По воле случая я стала свидетельницей нескольких преступлений, и понемногу они раскрывали мне свои тайны. И чем больше я о каждом из них узнавала, тем меньше у меня было оснований сомневаться, что все они связаны между собой каким-то неведомым мне пока образом.

И во сне и в реальности меня преследовало чувство, что мне недостает одного единственного звена, чтобы понять эту связь. В сновидениях я даже находила его, но всякий раз забывала при пробуждении. Меня это мучило и в конце концов стало чем-то вроде идефикса.

Я не могла думать ни о чем другом. Сотни и тысячи раз перебирая в уме одни и те же факты и компонуя и классифицируя их в том или ином порядке и взаимосвязи, приходила к неожиданным, а иногда и совершенно парадоксальным выводам. Порой мне казалось, что я схожу с ума.
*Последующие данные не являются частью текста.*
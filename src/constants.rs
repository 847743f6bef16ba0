//! Constants for the NSE public web API.
//!
//! Contains base URLs, the cookie bootstrap page, request headers, and
//! rate-limit / date-range ceilings. These are used internally by
//! [`NseClient`](crate::client::NseClient) but are also exported for
//! advanced usage.

use chrono::NaiveDate;

// ---------------------------------------------------------------------------
// Base URLs
// ---------------------------------------------------------------------------

/// Base URL for the NSE JSON API.
pub const API_BASE_URL: &str = "https://www.nseindia.com/api";

/// Base URL for the NSE static report archives.
pub const ARCHIVE_BASE_URL: &str = "https://nsearchives.nseindia.com";

/// Landing page fetched to acquire the anti-bot session cookies.
///
/// Any NSE page works; the option-chain page is light and reliably sets the
/// `nsit` / `nseappid` cookies needed by the API host.
pub const COOKIE_BOOTSTRAP_URL: &str = "https://www.nseindia.com/option-chain";

// ---------------------------------------------------------------------------
// Request headers
// ---------------------------------------------------------------------------

/// Browser user agent sent on every request. NSE serves HTTP 403 to anything
/// that looks like a script.
pub const USER_AGENT: &str =
    "Mozilla/5.0 (Windows NT 10.0; rv:91.0) Gecko/20100101 Firefox/91.0";

/// Referer header expected by the API host.
pub const REFERER: &str = "https://www.nseindia.com/get-quotes/equity?symbol=HDFCBANK";

// ---------------------------------------------------------------------------
// Limits
// ---------------------------------------------------------------------------

/// Maximum requests per second before [`Throttle`](crate::throttle::Throttle)
/// starts delaying callers.
pub const REQUESTS_PER_SECOND: u32 = 3;

/// Default network timeout in seconds for JSON API calls.
pub const DEFAULT_TIMEOUT_SECS: u64 = 30;

/// Network timeout in seconds for report downloads.
pub const DOWNLOAD_TIMEOUT_SECS: u64 = 15;

/// Maximum span in days accepted by the deal-report endpoints
/// (block/bulk/short deals).
pub const MAX_DEAL_RANGE_DAYS: i64 = 365;

/// Chunk size in days for the equity historical endpoint, which caps the
/// span per call.
pub const EQUITY_HISTORY_CHUNK_DAYS: i64 = 100;

/// Default chunk size in days for the other historical endpoints
/// (VIX, FnO, index).
pub const DEFAULT_HISTORY_CHUNK_DAYS: i64 = 365;

// ---------------------------------------------------------------------------
// Bhavcopy format migration
// ---------------------------------------------------------------------------

/// First date on which NSE publishes bhavcopies in the UDiFF common format
/// (`BhavCopy_NSE_CM_0_0_0_YYYYMMDD_F_0000.csv.zip`). Reports before this
/// date use the legacy `cmDDMMMYYYYbhav.csv.zip` URL layout.
///
/// Overridable per client via
/// [`NseClientBuilder::bhavcopy_cutover`](crate::client::NseClientBuilder::bhavcopy_cutover)
/// should the exchange migrate formats again.
pub fn default_bhavcopy_cutover() -> NaiveDate {
    NaiveDate::from_ymd_opt(2024, 7, 8).expect("valid hardcoded date")
}

/// Index futures symbols served by the indices option-chain endpoint; all
/// other symbols resolve against the equities endpoint.
pub const OPTION_INDICES: [&str; 4] = ["banknifty", "nifty", "finnifty", "niftyit"];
Тем временем похоронили Марию, но я была еще настолько слаба, что при всем желании не смогла бы проводить ее в последний путь. Поэтому должна была довольствоваться лишь скупыми свидетельствами Степана и многословными, эмоциональными и сумбурными рассказами Трофима.

Если помните, так звали того парнишку, что прислала ко мне Анфиса в первый же день. Однажды я позвала его, чтобы немного отвлечься от своих мыслей, и мы разговорились. С тех пор он приходил ко мне по нескольку раз в день, рассказывал все деревенские новости и выполнял мелкие поручения.

Он был словоохотлив, по-своему не глуп и порой поражал меня точными, а иногда и неожиданными наблюдениями. Ему все было интересно, до всего было дело, и лучшего осведомителя я не могла себе представить.